___ Input material ___
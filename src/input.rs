use crossterm::event::{KeyCode, KeyEvent, KeyEventKind, KeyModifiers};

use crate::snake::Direction::{self, *};

#[derive(Copy, Clone, Debug, PartialEq, Eq)]
pub enum Command {
    Turn(Direction),
    TogglePause,
    Quit,
}

/// Maps a key press to a command. Releases, repeats and unknown keys map to `None`.
pub fn command_for(ev: &KeyEvent) -> Option<Command> {
    if ev.kind != KeyEventKind::Press {
        return None;
    }

    if is_ctrl_c(ev) {
        return Some(Command::Quit);
    }

    match ev.code {
        KeyCode::Char('w') | KeyCode::Up => Some(Command::Turn(Up)),
        KeyCode::Char('a') | KeyCode::Left => Some(Command::Turn(Left)),
        KeyCode::Char('s') | KeyCode::Down => Some(Command::Turn(Down)),
        KeyCode::Char('d') | KeyCode::Right => Some(Command::Turn(Right)),
        KeyCode::Esc | KeyCode::Char('p') => Some(Command::TogglePause),
        _ => None,
    }
}

fn is_ctrl_c(ev: &KeyEvent) -> bool {
    ev.code == KeyCode::Char('c') && ev.modifiers.contains(KeyModifiers::CONTROL)
}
___
Pull each line containing the word "Direction" out of the data above.

use crate::snake::Direction::{self, *};
    Turn(Direction),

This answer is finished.